- Directed by: Franco Zeffirelli
- Written by: William Stadiem
- Produced by: Tarak Ben Ammar Fulvio Lucisano
- Starring: C. Thomas Howell Elizabeth Taylor
- Cinematography: Daniele Nannuzzi
- Edited by: Jim Clark Amedeo Giomini Bryan Oates
- Music by: Roman Vlad
- Distributed by: UGC (France) DLF (Italy)
- Release date: 7 October 1988;
- Running time: 109 minutes
- Countries: Italy France
- Languages: Italian English

= Young Toscanini =

1988 film by Franco Zeffirelli

Young Toscanini (original title: Il giovane Toscanini) is a 1988 biographical drama film directed by Franco Zeffirelli and starring C. Thomas Howell and Elizabeth Taylor.

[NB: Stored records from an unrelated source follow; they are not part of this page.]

use clap::{Parser, Subcommand, ValueEnum};
use nosqllite::{content_hash, Database, Key, NosqlliteError, SyncOutcome};
use std::process;

/// nosqllite CLI — inspect and edit a nosqllite database from the command line
#[derive(Parser)]
#[command(name = "nosqllite", version, about)]
struct Cli {
    /// Path to the database directory (default: $NOSQLLITE_DATA_DIR, then the current directory)
    #[arg(long)]
    data_dir: Option<String>,

    /// Output format
    #[arg(long, default_value = "yaml")]
    format: OutputFormat,

    #[command(subcommand)]
    command: Command,
}

#[derive(Clone, ValueEnum)]
enum OutputFormat {
    Yaml,
    Json,
}

#[derive(Subcommand)]
enum Command {
    /// Create a new database directory
    Init,

    /// List documents with their metadata
    List,

    /// Create a document (returns the existing one if the name is taken)
    New {
        /// Document name
        document: String,
    },

    /// Print a document's data, or a single key of it
    Get {
        /// Document name
        document: String,
        /// Field name, or element index for array documents
        key: Option<String>,
    },

    /// Set a key and sync the document
    Set {
        /// Document name
        document: String,
        /// Field name, or element index for array documents
        key: String,
        /// Value, parsed as JSON when possible (e.g. 30, true, '{"age": 30}')
        value: String,
    },

    /// Remove a key and sync the document
    Remove {
        /// Document name
        document: String,
        /// Field name, or element index for array documents
        key: String,
    },

    /// Write every document whose data changed
    Sync,

    /// Show the stored and current content hash of a document
    Hash {
        /// Document name
        document: String,
    },
}

fn main() {
    env_logger::init();
    let cli = Cli::parse();

    if let Err(e) = run(cli) {
        eprintln!("ERROR:{e}");
        process::exit(1);
    }
}

fn run(cli: Cli) -> Result<(), Box<dyn std::error::Error>> {
    let data_dir = cli
        .data_dir
        .clone()
        .or_else(|| std::env::var("NOSQLLITE_DATA_DIR").ok())
        .unwrap_or_else(|| ".".to_string());
    log::debug!("Using database directory: {data_dir}");

    let open = || Database::open(&data_dir);

    match cli.command {
        Command::Init => {
            let db = Database::create(&data_dir)?;
            print_output(
                &serde_json::json!({
                    "ok": true,
                    "database": db.name(),
                    "path": db.path().display().to_string(),
                }),
                &cli.format,
            )?;
        }

        Command::List => {
            let db = open()?;
            let docs: Vec<serde_json::Value> = db
                .documents()
                .map(|doc| {
                    serde_json::json!({
                        "name": doc.name(),
                        "timestamp": doc.metadata().timestamp,
                        "modified_at": doc.metadata().modified_at().map(|t| t.to_rfc3339()),
                        "datahash": doc.metadata().datahash,
                        "dirty": doc.is_dirty(),
                    })
                })
                .collect();
            print_output(&serde_json::Value::Array(docs), &cli.format)?;
        }

        Command::New { document } => {
            let mut db = open()?;
            let doc = db.new_document(&document)?;
            print_output(
                &serde_json::json!({
                    "ok": true,
                    "document": doc.name(),
                    "path": doc.path().display().to_string(),
                }),
                &cli.format,
            )?;
        }

        Command::Get { document, key } => {
            let db = open()?;
            let doc = db.get(&document)?;
            let value = match key {
                Some(key) => doc.get(parse_key(&key, doc.data()))?,
                None => doc.data(),
            };
            print_output(value, &cli.format)?;
        }

        Command::Set {
            document,
            key,
            value,
        } => {
            let mut db = open()?;
            let doc = db.get_mut(&document)?;
            let key = parse_key(&key, doc.data());
            doc.set(key, &parse_value(&value))?;
            let outcome = doc.sync()?;
            print_output(
                &serde_json::json!({ "ok": true, "written": outcome == SyncOutcome::Written }),
                &cli.format,
            )?;
        }

        Command::Remove { document, key } => {
            let mut db = open()?;
            let doc = db.get_mut(&document)?;
            let key = parse_key(&key, doc.data());
            let removed = doc.remove(key)?;
            doc.sync()?;
            print_output(
                &serde_json::json!({ "ok": true, "removed": removed }),
                &cli.format,
            )?;
        }

        Command::Sync => {
            let mut db = open()?;
            let report = match db.sync() {
                Ok(report) => report,
                Err(NosqlliteError::SyncFailed {
                    completed,
                    failures,
                }) => {
                    for failure in &failures {
                        log::error!("{}: {}", failure.document, failure.error);
                    }
                    print_output(
                        &serde_json::json!({
                            "ok": false,
                            "written": completed.written,
                            "unchanged": completed.unchanged,
                            "failed": failures.iter().map(|f| f.document.clone()).collect::<Vec<_>>(),
                        }),
                        &cli.format,
                    )?;
                    return Err(format!("{} document(s) failed to sync", failures.len()).into());
                }
                Err(e) => return Err(e.into()),
            };
            print_output(
                &serde_json::json!({
                    "ok": true,
                    "written": report.written,
                    "unchanged": report.unchanged,
                }),
                &cli.format,
            )?;
        }

        Command::Hash { document } => {
            let db = open()?;
            let doc = db.get(&document)?;
            print_output(
                &serde_json::json!({
                    "document": doc.name(),
                    "stored": doc.metadata().datahash,
                    "current": content_hash(doc.data()),
                    "dirty": doc.is_dirty(),
                }),
                &cli.format,
            )?;
        }
    }

    Ok(())
}

fn print_output(
    value: &serde_json::Value,
    format: &OutputFormat,
) -> Result<(), Box<dyn std::error::Error>> {
    match format {
        OutputFormat::Json => println!("{}", serde_json::to_string_pretty(value)?),
        OutputFormat::Yaml => print!("{}", serde_yaml::to_string(value)?),
    }
    Ok(())
}

/// Array documents are addressed by index, object documents by field name.
fn parse_key(raw: &str, data: &serde_json::Value) -> Key {
    match (data, raw.parse::<usize>()) {
        (serde_json::Value::Array(_), Ok(index)) => Key::Index(index),
        _ => Key::Field(raw.to_string()),
    }
}

fn parse_value(raw: &str) -> serde_json::Value {
    serde_json::from_str(raw).unwrap_or_else(|_| serde_json::Value::String(raw.to_string()))
}
pub mod config;
pub mod logging;
pub mod routes;
pub mod state;
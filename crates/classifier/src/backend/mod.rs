use crate::config::ExecutionProvider;
use ndarray::{Array, ArrayD, IxDyn};
use std::path::Path;

#[cfg(feature = "ort-backend")]
pub mod ort;

/// Seam over the model runtime.
///
/// `infer` takes `&mut self` because runtimes such as ONNX Runtime need
/// exclusive access to a session while it runs; callers serialize access.
pub trait InferenceBackend {
    fn load_model(path: &Path, provider: ExecutionProvider) -> anyhow::Result<Self>
    where
        Self: Sized;

    /// Run one forward pass on a batch of size 1
    fn infer(&mut self, input: &Array<f32, IxDyn>) -> anyhow::Result<InferenceOutput>;
}

#[derive(Debug, Clone)]
pub struct InferenceOutput {
    pub scores: ArrayD<f32>, // [1, num_classes] per-class scores
}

It was screened out of competition at the 45th edition of the Venice Film Festival.

==Premise==
The film, combining fact and fiction, charts the early career and romances of the conductor Arturo Toscanini in Rio de Janeiro in 1886.

==Cast==
- C. Thomas Howell as Arturo Toscanini
- Elizabeth Taylor as Nadina Bulichoff (singing voice dubbed by Aprile Millo)
- Sophie Ward as Sorella Margherita
- Philippe Noiret as Dom Pedro II
- Franco Nero as Claudio Toscanini
- Pat Heywood as Mother Allegri
- Jean-Pierre Cassel as Maestro Miguez
- John Rhys-Davies as Claudio Rossi
- Valentina Cortese (cameo)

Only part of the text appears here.